== Data provided ==

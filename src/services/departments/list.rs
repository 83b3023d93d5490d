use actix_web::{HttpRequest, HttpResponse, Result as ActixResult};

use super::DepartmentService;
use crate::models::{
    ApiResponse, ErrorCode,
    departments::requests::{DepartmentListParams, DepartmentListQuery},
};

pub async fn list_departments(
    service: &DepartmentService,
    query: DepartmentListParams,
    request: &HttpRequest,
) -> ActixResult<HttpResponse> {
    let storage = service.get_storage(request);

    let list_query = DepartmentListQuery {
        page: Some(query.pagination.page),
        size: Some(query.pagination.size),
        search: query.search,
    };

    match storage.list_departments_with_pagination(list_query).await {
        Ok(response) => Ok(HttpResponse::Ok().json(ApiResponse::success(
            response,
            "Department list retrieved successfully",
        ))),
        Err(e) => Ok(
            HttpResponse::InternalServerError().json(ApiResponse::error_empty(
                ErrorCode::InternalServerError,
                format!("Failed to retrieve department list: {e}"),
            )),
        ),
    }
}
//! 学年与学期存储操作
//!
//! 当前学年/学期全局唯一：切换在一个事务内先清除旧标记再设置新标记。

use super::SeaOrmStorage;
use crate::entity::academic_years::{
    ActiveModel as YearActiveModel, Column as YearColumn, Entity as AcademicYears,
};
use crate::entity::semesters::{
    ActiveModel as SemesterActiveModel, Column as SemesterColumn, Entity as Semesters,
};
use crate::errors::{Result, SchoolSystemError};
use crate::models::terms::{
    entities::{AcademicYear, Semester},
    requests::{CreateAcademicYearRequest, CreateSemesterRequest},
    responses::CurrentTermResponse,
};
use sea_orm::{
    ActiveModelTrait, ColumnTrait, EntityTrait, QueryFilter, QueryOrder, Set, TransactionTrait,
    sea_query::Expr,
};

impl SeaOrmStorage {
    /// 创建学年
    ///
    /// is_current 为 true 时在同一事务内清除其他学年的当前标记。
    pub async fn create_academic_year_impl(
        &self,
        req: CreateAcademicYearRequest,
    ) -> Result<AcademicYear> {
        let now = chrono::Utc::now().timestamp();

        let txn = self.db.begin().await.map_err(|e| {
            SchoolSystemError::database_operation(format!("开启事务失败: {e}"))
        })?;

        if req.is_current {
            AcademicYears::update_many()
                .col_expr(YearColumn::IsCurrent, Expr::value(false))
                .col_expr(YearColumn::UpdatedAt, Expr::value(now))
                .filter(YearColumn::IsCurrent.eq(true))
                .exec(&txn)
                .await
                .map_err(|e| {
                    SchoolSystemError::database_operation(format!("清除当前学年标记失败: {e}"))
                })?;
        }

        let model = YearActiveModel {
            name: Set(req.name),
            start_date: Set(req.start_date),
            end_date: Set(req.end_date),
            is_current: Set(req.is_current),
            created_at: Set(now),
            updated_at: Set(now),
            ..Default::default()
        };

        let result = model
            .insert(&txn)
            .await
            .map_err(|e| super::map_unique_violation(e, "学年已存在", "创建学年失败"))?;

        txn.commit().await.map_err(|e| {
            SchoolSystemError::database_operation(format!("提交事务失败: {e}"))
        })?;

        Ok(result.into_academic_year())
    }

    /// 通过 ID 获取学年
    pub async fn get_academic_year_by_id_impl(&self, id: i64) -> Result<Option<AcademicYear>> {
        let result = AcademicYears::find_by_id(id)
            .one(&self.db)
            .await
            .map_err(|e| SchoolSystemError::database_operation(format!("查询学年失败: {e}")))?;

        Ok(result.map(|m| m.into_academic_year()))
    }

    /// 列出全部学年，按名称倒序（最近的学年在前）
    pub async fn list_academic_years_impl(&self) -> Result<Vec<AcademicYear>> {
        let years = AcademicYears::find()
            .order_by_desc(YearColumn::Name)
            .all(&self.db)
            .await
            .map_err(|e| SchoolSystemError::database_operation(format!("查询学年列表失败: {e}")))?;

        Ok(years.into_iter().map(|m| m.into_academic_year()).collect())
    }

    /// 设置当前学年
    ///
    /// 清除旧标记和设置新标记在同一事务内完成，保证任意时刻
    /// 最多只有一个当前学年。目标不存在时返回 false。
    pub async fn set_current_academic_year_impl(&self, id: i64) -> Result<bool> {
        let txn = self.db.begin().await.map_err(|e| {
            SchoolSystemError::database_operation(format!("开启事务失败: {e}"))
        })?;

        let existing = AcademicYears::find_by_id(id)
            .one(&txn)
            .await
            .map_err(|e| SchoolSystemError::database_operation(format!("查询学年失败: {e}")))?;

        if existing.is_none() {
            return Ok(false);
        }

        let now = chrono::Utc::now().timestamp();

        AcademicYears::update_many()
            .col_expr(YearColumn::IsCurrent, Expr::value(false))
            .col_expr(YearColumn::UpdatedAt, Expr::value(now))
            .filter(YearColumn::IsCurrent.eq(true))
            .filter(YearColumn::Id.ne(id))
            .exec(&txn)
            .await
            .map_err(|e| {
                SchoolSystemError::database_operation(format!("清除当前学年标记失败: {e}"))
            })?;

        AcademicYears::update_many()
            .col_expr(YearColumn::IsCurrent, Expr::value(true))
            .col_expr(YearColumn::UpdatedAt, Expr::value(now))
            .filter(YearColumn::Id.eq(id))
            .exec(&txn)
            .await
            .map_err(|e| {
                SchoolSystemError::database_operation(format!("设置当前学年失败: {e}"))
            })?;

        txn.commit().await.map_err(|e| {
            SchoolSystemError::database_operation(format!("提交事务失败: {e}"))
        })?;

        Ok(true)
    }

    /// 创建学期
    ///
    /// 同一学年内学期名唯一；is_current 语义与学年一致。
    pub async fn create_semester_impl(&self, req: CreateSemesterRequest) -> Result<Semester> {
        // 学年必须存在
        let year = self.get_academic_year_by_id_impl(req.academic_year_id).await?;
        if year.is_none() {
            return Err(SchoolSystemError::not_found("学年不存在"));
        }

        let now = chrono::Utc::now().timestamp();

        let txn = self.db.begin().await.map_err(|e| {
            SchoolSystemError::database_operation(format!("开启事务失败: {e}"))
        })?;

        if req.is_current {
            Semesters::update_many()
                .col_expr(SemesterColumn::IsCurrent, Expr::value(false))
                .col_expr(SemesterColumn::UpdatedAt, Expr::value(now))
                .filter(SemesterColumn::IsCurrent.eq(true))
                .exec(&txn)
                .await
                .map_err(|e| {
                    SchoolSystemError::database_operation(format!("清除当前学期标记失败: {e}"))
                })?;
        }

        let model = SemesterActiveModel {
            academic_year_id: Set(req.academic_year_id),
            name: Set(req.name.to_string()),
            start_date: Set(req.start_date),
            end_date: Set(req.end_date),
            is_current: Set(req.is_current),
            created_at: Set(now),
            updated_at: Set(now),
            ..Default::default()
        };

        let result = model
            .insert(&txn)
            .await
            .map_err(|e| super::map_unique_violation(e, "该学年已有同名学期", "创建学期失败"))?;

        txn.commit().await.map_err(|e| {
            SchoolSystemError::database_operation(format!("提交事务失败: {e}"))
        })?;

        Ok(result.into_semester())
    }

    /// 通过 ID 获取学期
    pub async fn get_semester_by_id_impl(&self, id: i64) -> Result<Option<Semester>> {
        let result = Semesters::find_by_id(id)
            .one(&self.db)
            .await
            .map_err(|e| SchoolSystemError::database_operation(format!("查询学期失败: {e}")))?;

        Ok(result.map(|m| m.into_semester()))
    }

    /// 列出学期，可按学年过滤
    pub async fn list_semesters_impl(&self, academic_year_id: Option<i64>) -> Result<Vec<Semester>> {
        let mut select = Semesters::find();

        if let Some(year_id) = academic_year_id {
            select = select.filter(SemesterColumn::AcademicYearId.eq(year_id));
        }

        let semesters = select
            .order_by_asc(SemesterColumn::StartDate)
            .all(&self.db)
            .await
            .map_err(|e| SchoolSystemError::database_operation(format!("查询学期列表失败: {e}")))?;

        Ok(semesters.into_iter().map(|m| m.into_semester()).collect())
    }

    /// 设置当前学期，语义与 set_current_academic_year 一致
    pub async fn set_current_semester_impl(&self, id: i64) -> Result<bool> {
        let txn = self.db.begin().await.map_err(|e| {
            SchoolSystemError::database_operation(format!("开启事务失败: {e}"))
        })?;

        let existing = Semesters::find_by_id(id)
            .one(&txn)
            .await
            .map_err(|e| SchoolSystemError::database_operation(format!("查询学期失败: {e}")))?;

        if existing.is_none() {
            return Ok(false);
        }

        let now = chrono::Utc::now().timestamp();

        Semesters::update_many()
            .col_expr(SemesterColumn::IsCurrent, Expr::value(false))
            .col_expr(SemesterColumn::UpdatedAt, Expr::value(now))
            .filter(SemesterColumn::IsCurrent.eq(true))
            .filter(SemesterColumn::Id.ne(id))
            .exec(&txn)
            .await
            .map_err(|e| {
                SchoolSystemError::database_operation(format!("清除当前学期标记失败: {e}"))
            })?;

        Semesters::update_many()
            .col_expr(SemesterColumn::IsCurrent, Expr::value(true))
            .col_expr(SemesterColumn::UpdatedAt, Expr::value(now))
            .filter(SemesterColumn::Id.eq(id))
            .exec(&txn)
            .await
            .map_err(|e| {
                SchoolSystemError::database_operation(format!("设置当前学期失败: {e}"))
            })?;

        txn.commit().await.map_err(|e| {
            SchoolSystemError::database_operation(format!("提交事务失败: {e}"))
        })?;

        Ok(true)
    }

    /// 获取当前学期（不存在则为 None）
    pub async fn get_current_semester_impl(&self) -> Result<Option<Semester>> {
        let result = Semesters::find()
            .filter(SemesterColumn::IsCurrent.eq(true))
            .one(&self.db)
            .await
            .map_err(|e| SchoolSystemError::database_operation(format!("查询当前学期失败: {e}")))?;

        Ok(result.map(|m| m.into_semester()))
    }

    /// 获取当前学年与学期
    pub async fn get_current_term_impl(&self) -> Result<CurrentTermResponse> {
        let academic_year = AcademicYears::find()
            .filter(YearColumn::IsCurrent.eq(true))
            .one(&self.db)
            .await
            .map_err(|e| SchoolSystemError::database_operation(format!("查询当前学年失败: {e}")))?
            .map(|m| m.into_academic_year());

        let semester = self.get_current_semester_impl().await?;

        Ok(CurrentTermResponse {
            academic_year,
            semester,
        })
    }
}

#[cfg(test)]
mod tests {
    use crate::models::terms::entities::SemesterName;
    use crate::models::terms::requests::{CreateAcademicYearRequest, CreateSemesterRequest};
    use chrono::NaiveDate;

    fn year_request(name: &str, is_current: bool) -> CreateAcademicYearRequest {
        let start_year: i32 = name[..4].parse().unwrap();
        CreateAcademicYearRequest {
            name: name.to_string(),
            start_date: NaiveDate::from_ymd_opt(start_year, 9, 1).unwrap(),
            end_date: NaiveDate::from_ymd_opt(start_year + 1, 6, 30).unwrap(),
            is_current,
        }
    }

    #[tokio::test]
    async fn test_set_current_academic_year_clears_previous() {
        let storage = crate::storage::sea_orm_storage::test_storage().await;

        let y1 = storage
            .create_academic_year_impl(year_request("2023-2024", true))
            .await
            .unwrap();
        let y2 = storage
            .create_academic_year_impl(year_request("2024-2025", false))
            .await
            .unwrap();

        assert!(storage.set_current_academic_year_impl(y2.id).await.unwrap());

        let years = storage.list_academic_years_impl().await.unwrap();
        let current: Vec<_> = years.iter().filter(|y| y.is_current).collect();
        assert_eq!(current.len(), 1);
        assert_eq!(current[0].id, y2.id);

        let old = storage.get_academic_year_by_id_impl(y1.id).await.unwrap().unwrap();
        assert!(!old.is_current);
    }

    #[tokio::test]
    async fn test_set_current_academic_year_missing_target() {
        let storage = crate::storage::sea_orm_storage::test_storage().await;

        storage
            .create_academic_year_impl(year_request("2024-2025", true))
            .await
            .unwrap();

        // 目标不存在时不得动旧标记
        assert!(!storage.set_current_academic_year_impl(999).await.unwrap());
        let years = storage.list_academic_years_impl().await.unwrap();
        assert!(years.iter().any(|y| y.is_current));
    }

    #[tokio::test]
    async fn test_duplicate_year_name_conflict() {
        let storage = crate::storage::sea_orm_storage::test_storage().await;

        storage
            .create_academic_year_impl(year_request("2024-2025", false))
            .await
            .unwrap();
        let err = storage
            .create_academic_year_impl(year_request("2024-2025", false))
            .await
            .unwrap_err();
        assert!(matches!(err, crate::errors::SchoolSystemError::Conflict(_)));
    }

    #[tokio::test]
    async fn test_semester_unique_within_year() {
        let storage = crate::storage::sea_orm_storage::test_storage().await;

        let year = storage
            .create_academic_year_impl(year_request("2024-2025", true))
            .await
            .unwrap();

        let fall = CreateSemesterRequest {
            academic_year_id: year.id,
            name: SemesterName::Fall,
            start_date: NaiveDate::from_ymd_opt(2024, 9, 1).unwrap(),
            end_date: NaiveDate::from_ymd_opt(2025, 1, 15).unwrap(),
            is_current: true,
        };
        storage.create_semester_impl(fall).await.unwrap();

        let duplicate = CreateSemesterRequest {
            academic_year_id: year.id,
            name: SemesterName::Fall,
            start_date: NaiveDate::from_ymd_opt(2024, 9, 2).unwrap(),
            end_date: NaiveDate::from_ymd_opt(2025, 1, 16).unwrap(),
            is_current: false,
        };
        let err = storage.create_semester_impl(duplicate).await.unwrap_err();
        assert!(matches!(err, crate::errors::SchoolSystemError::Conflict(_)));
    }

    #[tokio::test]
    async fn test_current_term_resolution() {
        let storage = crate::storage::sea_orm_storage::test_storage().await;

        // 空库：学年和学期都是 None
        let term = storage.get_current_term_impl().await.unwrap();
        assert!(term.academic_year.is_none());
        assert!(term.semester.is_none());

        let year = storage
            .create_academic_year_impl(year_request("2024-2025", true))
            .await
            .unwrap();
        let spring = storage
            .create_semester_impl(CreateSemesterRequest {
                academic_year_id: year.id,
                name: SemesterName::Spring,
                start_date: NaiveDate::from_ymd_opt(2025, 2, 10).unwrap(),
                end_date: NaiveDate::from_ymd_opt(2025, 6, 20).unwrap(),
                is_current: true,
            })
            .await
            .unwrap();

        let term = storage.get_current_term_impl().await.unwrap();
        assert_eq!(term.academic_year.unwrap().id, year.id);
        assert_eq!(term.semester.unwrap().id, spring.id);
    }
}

===

▶ _Your objective_
Your reply should be a single number: the count of lines above that contain the word "json".

▶ _The answer_
2